Could you restate word for word every line of the records below, from the first one to the one holding "use protobuf::Message;"?

(Collected data entries)
....

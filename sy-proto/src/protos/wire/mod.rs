// sy - typed protobuf envelope serialization
// Copyright Bitdrift, Inc. All rights reserved.
//
// Use of this source code is governed by a source available license that can be found in the
// LICENSE file or at:
// https://polyformproject.org/wp-content/uploads/2020/06/PolyForm-Shield-1.0.0.txt

pub mod envelope;
pub mod wrappers;
// sy - typed protobuf envelope serialization
// Copyright Bitdrift, Inc. All rights reserved.
//
// Use of this source code is governed by a source available license that can be found in the
// LICENSE file or at:
// https://polyformproject.org/wp-content/uploads/2020/06/PolyForm-Shield-1.0.0.txt

use super::{foreign_from_proto, foreign_to_bytes, foreign_to_proto, serialize_foreign, validate};
use crate::dispatch::{SerializeMode, Serialized};
use crate::envelope::Envelope;
use crate::test::{Coordinates, CoordinatesWrapper, MisdeclaredWrapper, UndeclaredWrapper};
use crate::{Error, WrappedType};
use assert_matches::assert_matches;
use pretty_assertions::assert_eq;
use protobuf::Message;
use sy_proto::protos::testing::fixtures::Coordinates as CoordinatesProto;

const COORDINATES: Coordinates = Coordinates { lat: 51, lon: -1 };

fn direct_payload() -> CoordinatesProto {
  CoordinatesProto {
    lat: 51,
    lon: -1,
    ..Default::default()
  }
}

#[test]
fn schema_object_matches_direct_encoding() {
  let proto = foreign_to_proto::<CoordinatesWrapper>(&COORDINATES).unwrap();

  assert_eq!(proto, direct_payload());
  assert_eq!(
    proto.write_to_bytes().unwrap(),
    direct_payload().write_to_bytes().unwrap()
  );
}

#[test]
fn bytes_carry_the_wrapper_tag_and_direct_payload() {
  let bytes = foreign_to_bytes::<CoordinatesWrapper>(&COORDINATES).unwrap();
  let envelope = Envelope::decode(&bytes).unwrap();

  assert_eq!(envelope.type_tag(), "pkg.Coordinates");
  assert_eq!(
    envelope.content().to_vec(),
    direct_payload().write_to_bytes().unwrap()
  );
}

#[test]
fn mode_priority_applies_to_foreign_values() {
  let serialized = serialize_foreign::<CoordinatesWrapper>(
    &COORDINATES,
    SerializeMode::AS_BYTES | SerializeMode::AS_SCHEMA_OBJECT,
  )
  .unwrap();

  assert_eq!(serialized, Serialized::Proto(direct_payload()));
  assert_matches!(
    serialize_foreign::<CoordinatesWrapper>(&COORDINATES, SerializeMode::NONE),
    Err(Error::NoModeSpecified)
  );
}

#[test]
fn unwraps_to_the_foreign_value() {
  assert_eq!(
    foreign_from_proto::<CoordinatesWrapper>(direct_payload()).unwrap(),
    COORDINATES
  );
}

#[test]
fn validation() {
  assert_eq!(
    validate::<CoordinatesWrapper>().unwrap(),
    WrappedType::of::<Coordinates>()
  );

  assert_matches!(
    validate::<UndeclaredWrapper>(),
    Err(Error::InvalidWrapper {
      type_name: "pkg.Undeclared",
      ..
    })
  );

  let error = validate::<MisdeclaredWrapper>().unwrap_err();
  assert_matches!(
    &error,
    Error::InvalidWrapper {
      type_name: "pkg.Misdeclared",
      ..
    }
  );
  assert!(error.to_string().contains("u32"), "{error}");
}
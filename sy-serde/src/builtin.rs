// sy - typed protobuf envelope serialization
// Copyright Bitdrift, Inc. All rights reserved.
//
// Use of this source code is governed by a source available license that can be found in the
// LICENSE file or at:
// https://polyformproject.org/wp-content/uploads/2020/06/PolyForm-Shield-1.0.0.txt

//! Wrappers for standard and commonly used third party types.
//!
//! Scalars map onto the `google.protobuf` wrapper messages, `Duration` and `OffsetDateTime` onto
//! the well-known `Duration` and `Timestamp`, and `uuid::Uuid` onto `sy.serde.v1.Uuid`.

#[cfg(test)]
#[path = "./builtin_test.rs"]
mod tests;

use crate::contract::{Serializable, WrappedType};
use crate::registry::TypeRegistry;
use crate::wrapper::Wrapper;
use crate::{Error, Result};
use protobuf::well_known_types::duration::Duration as DurationProto;
use protobuf::well_known_types::timestamp::Timestamp;
use protobuf::well_known_types::wrappers::{
  BoolValue,
  BytesValue,
  DoubleValue,
  Int64Value,
  StringValue,
};
use std::time::Duration;
use sy_proto::protos::wire::wrappers::Uuid as UuidProto;
use time::OffsetDateTime;
use uuid::Uuid;

const NANOS_PER_SECOND: i128 = 1_000_000_000;

/// Declares a wrapper for a type that maps onto the single `value` field of a
/// `google.protobuf` wrapper message.
macro_rules! value_wrapper {
  ($wrapper:ident, $foreign:ty, $schema:ty, $tag:literal) => {
    #[derive(Clone, Debug, PartialEq)]
    pub struct $wrapper($foreign);

    impl Serializable for $wrapper {
      type Schema = $schema;

      fn type_name() -> &'static str {
        $tag
      }

      fn to_payload(&self) -> Result<$schema> {
        let mut payload = <$schema>::default();
        payload.value = self.0.clone();
        Ok(payload)
      }

      fn from_payload(payload: $schema) -> Result<Self> {
        Ok(Self(payload.value))
      }

      fn wrapped_type() -> Result<WrappedType> {
        Ok(WrappedType::of::<$foreign>())
      }
    }

    impl Wrapper for $wrapper {
      type Foreign = $foreign;

      fn wrap(value: &$foreign) -> Self {
        Self(value.clone())
      }

      fn into_foreign(self) -> $foreign {
        self.0
      }
    }
  };
}

value_wrapper!(StringWrapper, String, StringValue, "sy.builtins.String");
value_wrapper!(I64Wrapper, i64, Int64Value, "sy.builtins.I64");
value_wrapper!(BoolWrapper, bool, BoolValue, "sy.builtins.Bool");
value_wrapper!(F64Wrapper, f64, DoubleValue, "sy.builtins.F64");
value_wrapper!(BytesWrapper, Vec<u8>, BytesValue, "sy.builtins.Bytes");

//
// DurationWrapper
//

#[derive(Clone, Debug, PartialEq, Eq)]
pub struct DurationWrapper(Duration);

impl Serializable for DurationWrapper {
  type Schema = DurationProto;

  fn type_name() -> &'static str {
    "sy.builtins.Duration"
  }

  fn to_payload(&self) -> Result<DurationProto> {
    Ok(DurationProto {
      seconds: i64::try_from(self.0.as_secs())
        .map_err(|e| Error::conversion(Self::type_name(), e))?,
      #[allow(clippy::cast_possible_wrap)]
      nanos: self.0.subsec_nanos() as i32,
      ..Default::default()
    })
  }

  fn from_payload(payload: DurationProto) -> Result<Self> {
    // Durations are unsigned in Rust, so the negative half of the protobuf range is rejected.
    let seconds = u64::try_from(payload.seconds).map_err(|_| {
      Error::conversion(
        Self::type_name(),
        anyhow::anyhow!("negative duration: {}s", payload.seconds),
      )
    })?;
    let nanos = u32::try_from(payload.nanos)
      .ok()
      .filter(|nanos| i128::from(*nanos) < NANOS_PER_SECOND)
      .ok_or_else(|| {
        Error::conversion(
          Self::type_name(),
          anyhow::anyhow!("nanos out of range: {}", payload.nanos),
        )
      })?;

    Ok(Self(Duration::new(seconds, nanos)))
  }

  fn wrapped_type() -> Result<WrappedType> {
    Ok(WrappedType::of::<Duration>())
  }
}

impl Wrapper for DurationWrapper {
  type Foreign = Duration;

  fn wrap(value: &Duration) -> Self {
    Self(*value)
  }

  fn into_foreign(self) -> Duration {
    self.0
  }
}

//
// TimestampWrapper
//

#[derive(Clone, Debug, PartialEq, Eq)]
pub struct TimestampWrapper(OffsetDateTime);

impl Serializable for TimestampWrapper {
  type Schema = Timestamp;

  fn type_name() -> &'static str {
    "sy.builtins.Timestamp"
  }

  fn to_payload(&self) -> Result<Timestamp> {
    Ok(Timestamp {
      seconds: self.0.unix_timestamp(),
      #[allow(clippy::cast_possible_wrap)]
      nanos: self.0.nanosecond() as i32,
      ..Default::default()
    })
  }

  fn from_payload(payload: Timestamp) -> Result<Self> {
    let nanos = i128::from(payload.seconds) * NANOS_PER_SECOND + i128::from(payload.nanos);

    OffsetDateTime::from_unix_timestamp_nanos(nanos)
      .map(Self)
      .map_err(|e| Error::conversion(Self::type_name(), e))
  }

  fn wrapped_type() -> Result<WrappedType> {
    Ok(WrappedType::of::<OffsetDateTime>())
  }
}

impl Wrapper for TimestampWrapper {
  type Foreign = OffsetDateTime;

  fn wrap(value: &OffsetDateTime) -> Self {
    Self(*value)
  }

  fn into_foreign(self) -> OffsetDateTime {
    self.0
  }
}

//
// UuidWrapper
//

#[derive(Clone, Debug, PartialEq, Eq)]
pub struct UuidWrapper(Uuid);

impl Serializable for UuidWrapper {
  type Schema = UuidProto;

  fn type_name() -> &'static str {
    "sy.builtins.Uuid"
  }

  fn to_payload(&self) -> Result<UuidProto> {
    Ok(UuidProto {
      value: self.0.as_bytes().to_vec(),
      ..Default::default()
    })
  }

  fn from_payload(payload: UuidProto) -> Result<Self> {
    Uuid::from_slice(&payload.value)
      .map(Self)
      .map_err(|e| Error::conversion(Self::type_name(), e))
  }

  fn wrapped_type() -> Result<WrappedType> {
    Ok(WrappedType::of::<Uuid>())
  }
}

impl Wrapper for UuidWrapper {
  type Foreign = Uuid;

  fn wrap(value: &Uuid) -> Self {
    Self(*value)
  }

  fn into_foreign(self) -> Uuid {
    self.0
  }
}

pub fn register_builtin_wrappers(registry: &TypeRegistry) -> Result<()> {
  registry.register_wrapper::<StringWrapper>()?;
  registry.register_wrapper::<I64Wrapper>()?;
  registry.register_wrapper::<BoolWrapper>()?;
  registry.register_wrapper::<F64Wrapper>()?;
  registry.register_wrapper::<BytesWrapper>()?;
  registry.register_wrapper::<DurationWrapper>()?;
  registry.register_wrapper::<TimestampWrapper>()?;
  registry.register_wrapper::<UuidWrapper>()?;

  Ok(())
}
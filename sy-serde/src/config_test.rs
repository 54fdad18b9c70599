// sy - typed protobuf envelope serialization
// Copyright Bitdrift, Inc. All rights reserved.
//
// Use of this source code is governed by a source available license that can be found in the
// LICENSE file or at:
// https://polyformproject.org/wp-content/uploads/2020/06/PolyForm-Shield-1.0.0.txt

use super::{AmbiguityPolicy, CONFIG_PATH_ENV, Config};
use crate::Error;
use assert_matches::assert_matches;
use std::io::Write;

#[test]
fn defaults() {
  let config = Config::default();

  assert_eq!(config.ambiguity, AmbiguityPolicy::Defer);
  assert!(config.builtin_wrappers);
  assert_eq!(config.max_envelope_size, None);
  assert_eq!(Config::from_yaml("").unwrap(), config);
  assert_eq!(Config::from_yaml("  \n").unwrap(), config);
}

#[test]
fn partial_yaml_keeps_defaults() {
  let config = Config::from_yaml("ambiguity: reject\n").unwrap();

  assert_eq!(
    config,
    Config {
      ambiguity: AmbiguityPolicy::Reject,
      ..Default::default()
    }
  );
}

#[test]
fn full_yaml() {
  let config = Config::from_yaml(
    r"
ambiguity: defer
builtin_wrappers: false
max_envelope_size: 4096
",
  )
  .unwrap();

  assert_eq!(
    config,
    Config {
      ambiguity: AmbiguityPolicy::Defer,
      builtin_wrappers: false,
      max_envelope_size: Some(4096),
    }
  );
}

#[test]
fn invalid_yaml() {
  assert_matches!(Config::from_yaml("unknown_key: 1"), Err(Error::Config(_)));
  assert_matches!(Config::from_yaml("ambiguity: sometimes"), Err(Error::Config(_)));
  assert_matches!(Config::from_yaml("max_envelope_size: 0"), Err(Error::Config(_)));
}

#[test]
fn from_file() {
  let mut file = tempfile::NamedTempFile::new().unwrap();
  file.write_all(b"max_envelope_size: 128\n").unwrap();

  let config = Config::from_file(file.path()).unwrap();
  assert_eq!(config.max_envelope_size, Some(128));

  assert_matches!(
    Config::from_file(file.path().with_extension("missing")),
    Err(Error::Io(_))
  );
}

// Nothing else in this binary reads the variable, so changing it here does not race.
#[test]
fn from_env() {
  unsafe { std::env::remove_var(CONFIG_PATH_ENV) };
  assert_eq!(Config::from_env().unwrap(), Config::default());

  let mut file = tempfile::NamedTempFile::new().unwrap();
  file.write_all(b"ambiguity: reject\nmax_envelope_size: 64\n").unwrap();
  unsafe { std::env::set_var(CONFIG_PATH_ENV, file.path()) };

  let config = Config::from_env();
  unsafe { std::env::remove_var(CONFIG_PATH_ENV) };
  assert_eq!(
    config.unwrap(),
    Config {
      ambiguity: AmbiguityPolicy::Reject,
      builtin_wrappers: true,
      max_envelope_size: Some(64),
    }
  );
}
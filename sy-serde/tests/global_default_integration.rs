// sy - typed protobuf envelope serialization
// Copyright Bitdrift, Inc. All rights reserved.
//
// Use of this source code is governed by a source available license that can be found in the
// LICENSE file or at:
// https://polyformproject.org/wp-content/uploads/2020/06/PolyForm-Shield-1.0.0.txt

use assert_matches::assert_matches;
use std::time::Duration;
use sy_serde::builtin::{DurationWrapper, StringWrapper, UuidWrapper};
use sy_serde::{Config, Error, deserialize_global, foreign_to_bytes, global, initialize_global};
use uuid::Uuid;

#[ctor::ctor]
fn global_init() {
  sy_test_helpers::test_global_init();
}

// Runs in its own process so that global() is the first touch of the registry.
#[test]
fn lazy_global_registry_has_builtins() {
  let registry = global();
  assert!(!registry.is_sealed());
  assert!(registry.ambiguous_schemas().is_empty());
  for tag in [
    "sy.builtins.String",
    "sy.builtins.I64",
    "sy.builtins.Bool",
    "sy.builtins.F64",
    "sy.builtins.Bytes",
    "sy.builtins.Duration",
    "sy.builtins.Timestamp",
    "sy.builtins.Uuid",
  ] {
    assert!(registry.contains(tag), "{tag} missing");
  }
  assert_eq!(8, registry.len());

  let text = foreign_to_bytes::<StringWrapper>(&"hello".to_string()).unwrap();
  assert_eq!(
    "hello",
    deserialize_global(&text).unwrap().downcast::<String>().unwrap()
  );

  let elapsed = foreign_to_bytes::<DurationWrapper>(&Duration::from_millis(1500)).unwrap();
  assert_eq!(
    Duration::from_millis(1500),
    deserialize_global(&elapsed).unwrap().downcast::<Duration>().unwrap()
  );

  let id = Uuid::new_v4();
  let bytes = foreign_to_bytes::<UuidWrapper>(&id).unwrap();
  assert_eq!(id, deserialize_global(&bytes).unwrap().downcast::<Uuid>().unwrap());

  assert_matches!(
    initialize_global(&Config::default()),
    Err(Error::AlreadyInitialized)
  );
}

....

Solution to this problem:
filename sy-proto/src/protos/wire/mod.rs
// sy - typed protobuf envelope serialization
// Copyright Bitdrift, Inc. All rights reserved.
//
// Use of this source code is governed by a source available license that can be found in the
// LICENSE file or at:
// https://polyformproject.org/wp-content/uploads/2020/06/PolyForm-Shield-1.0.0.txt

pub mod envelope;
pub mod wrappers;
// sy - typed protobuf envelope serialization
// Copyright Bitdrift, Inc. All rights reserved.
//
// Use of this source code is governed by a source available license that can be found in the
// LICENSE file or at:
// https://polyformproject.org/wp-content/uploads/2020/06/PolyForm-Shield-1.0.0.txt

use super::{foreign_from_proto, foreign_to_bytes, foreign_to_proto, serialize_foreign, validate};
use crate::dispatch::{SerializeMode, Serialized};
use crate::envelope::Envelope;
use crate::test::{Coordinates, CoordinatesWrapper, MisdeclaredWrapper, UndeclaredWrapper};
use crate::{Error, WrappedType};
use assert_matches::assert_matches;
use pretty_assertions::assert_eq;
use protobuf::Message;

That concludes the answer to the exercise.